Your assignment >> For the word "PromptTurn", count the lines of the records that hold it, and give only that number.

[Stored data entries]
__________
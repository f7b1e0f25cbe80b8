//! LLM request/response types for Tinker.
//!
//! These types model the data shapes for provider interactions: the ordered
//! prompt turns handed to the provider, completion requests and responses,
//! usage tracking, and error handling.

use serde::{Deserialize, Serialize};
use std::fmt;
use std::str::FromStr;

/// Role of a prompt turn in an LLM conversation.
#[derive(Debug, Clone, Copy, PartialEq, Eq, Serialize, Deserialize)]
#[serde(rename_all = "lowercase")]
pub enum MessageRole {
    System,
    User,
    Assistant,
}

impl fmt::Display for MessageRole {
    fn fmt(&self, f: &mut fmt::Formatter<'_>) -> fmt::Result {
        match self {
            MessageRole::System => write!(f, "system"),
            MessageRole::User => write!(f, "user"),
            MessageRole::Assistant => write!(f, "assistant"),
        }
    }
}

impl FromStr for MessageRole {
    type Err = String;

    fn from_str(s: &str) -> Result<Self, Self::Err> {
        match s.to_lowercase().as_str() {
            "system" => Ok(MessageRole::System),
            "user" => Ok(MessageRole::User),
            "assistant" => Ok(MessageRole::Assistant),
            other => Err(format!("invalid message role: '{other}'")),
        }
    }
}

/// One piece of a multimodal prompt turn.
#[derive(Debug, Clone, PartialEq, Eq, Serialize, Deserialize)]
#[serde(tag = "type", rename_all = "snake_case")]
pub enum ContentPart {
    Text { text: String },
    /// A data URL or http(s) URL pointing at an image.
    ImageUrl { url: String },
}

/// A single turn of the prompt context sent to the provider.
#[derive(Debug, Clone, PartialEq, Eq, Serialize, Deserialize)]
pub struct PromptTurn {
    pub role: MessageRole,
    pub content: Vec<ContentPart>,
}

impl PromptTurn {
    /// A turn consisting of a single text part.
    pub fn text(role: MessageRole, text: impl Into<String>) -> Self {
        Self {
            role,
            content: vec![ContentPart::Text { text: text.into() }],
        }
    }

    /// Concatenated text parts, ignoring images.
    pub fn text_content(&self) -> String {
        self.content
            .iter()
            .filter_map(|part| match part {
                ContentPart::Text { text } => Some(text.as_str()),
                ContentPart::ImageUrl { .. } => None,
            })
            .collect::<Vec<_>>()
            .join("\n")
    }

    /// Whether any part of this turn is an image.
    pub fn has_image(&self) -> bool {
        self.content
            .iter()
            .any(|part| matches!(part, ContentPart::ImageUrl { .. }))
    }
}

/// Request to an LLM provider for a completion.
#[derive(Debug, Clone, Serialize, Deserialize)]
pub struct CompletionRequest {
    pub model: String,
    /// Ordered prompt turns, system instruction first.
    pub messages: Vec<PromptTurn>,
    pub max_tokens: u32,
    #[serde(skip_serializing_if = "Option::is_none")]
    pub temperature: Option<f64>,
    /// Ask the provider to constrain its output to a single JSON object.
    #[serde(default)]
    pub json_output: bool,
}

/// Response from an LLM provider for a non-streaming completion.
#[derive(Debug, Clone, Serialize, Deserialize)]
pub struct CompletionResponse {
    pub id: String,
    /// Raw reply text. Untrusted: may be empty or malformed.
    pub content: String,
    pub model: String,
    pub stop_reason: StopReason,
    pub usage: Usage,
}

/// Reason why the LLM stopped generating.
#[derive(Debug, Clone, PartialEq, Eq, Serialize, Deserialize)]
#[serde(rename_all = "snake_case")]
pub enum StopReason {
    EndTurn,
    MaxTokens,
    ContentFilter,
}

impl fmt::Display for StopReason {
    fn fmt(&self, f: &mut fmt::Formatter<'_>) -> fmt::Result {
        match self {
            StopReason::EndTurn => write!(f, "end_turn"),
            StopReason::MaxTokens => write!(f, "max_tokens"),
            StopReason::ContentFilter => write!(f, "content_filter"),
        }
    }
}

/// Token usage for a completion request/response.
#[derive(Debug, Clone, Default, Serialize, Deserialize)]
pub struct Usage {
    pub input_tokens: u32,
    pub output_tokens: u32,
}

/// Errors from LLM provider operations.
#[derive(Debug, thiserror::Error)]
pub enum LlmError {
    #[error("provider error: {message}")]
    Provider { message: String },

    #[error("deserialization error: {0}")]
    Deserialization(String),

    #[error("rate limited (retry after {retry_after_ms:?}ms)")]
    RateLimited { retry_after_ms: Option<u64> },

    #[error("authentication failed")]
    AuthenticationFailed,

    #[error("provider timed out after {timeout_ms}ms")]
    Timeout { timeout_ms: u64 },

    #[error("invalid request: {0}")]
    InvalidRequest(String),
}

/// Capabilities of an LLM provider.
#[derive(Debug, Clone, Serialize, Deserialize)]
pub struct ProviderCapabilities {
    pub vision: bool,
    pub json_mode: bool,
    pub max_context_tokens: u32,
    pub max_output_tokens: u32,
}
__________
Answer below >> 3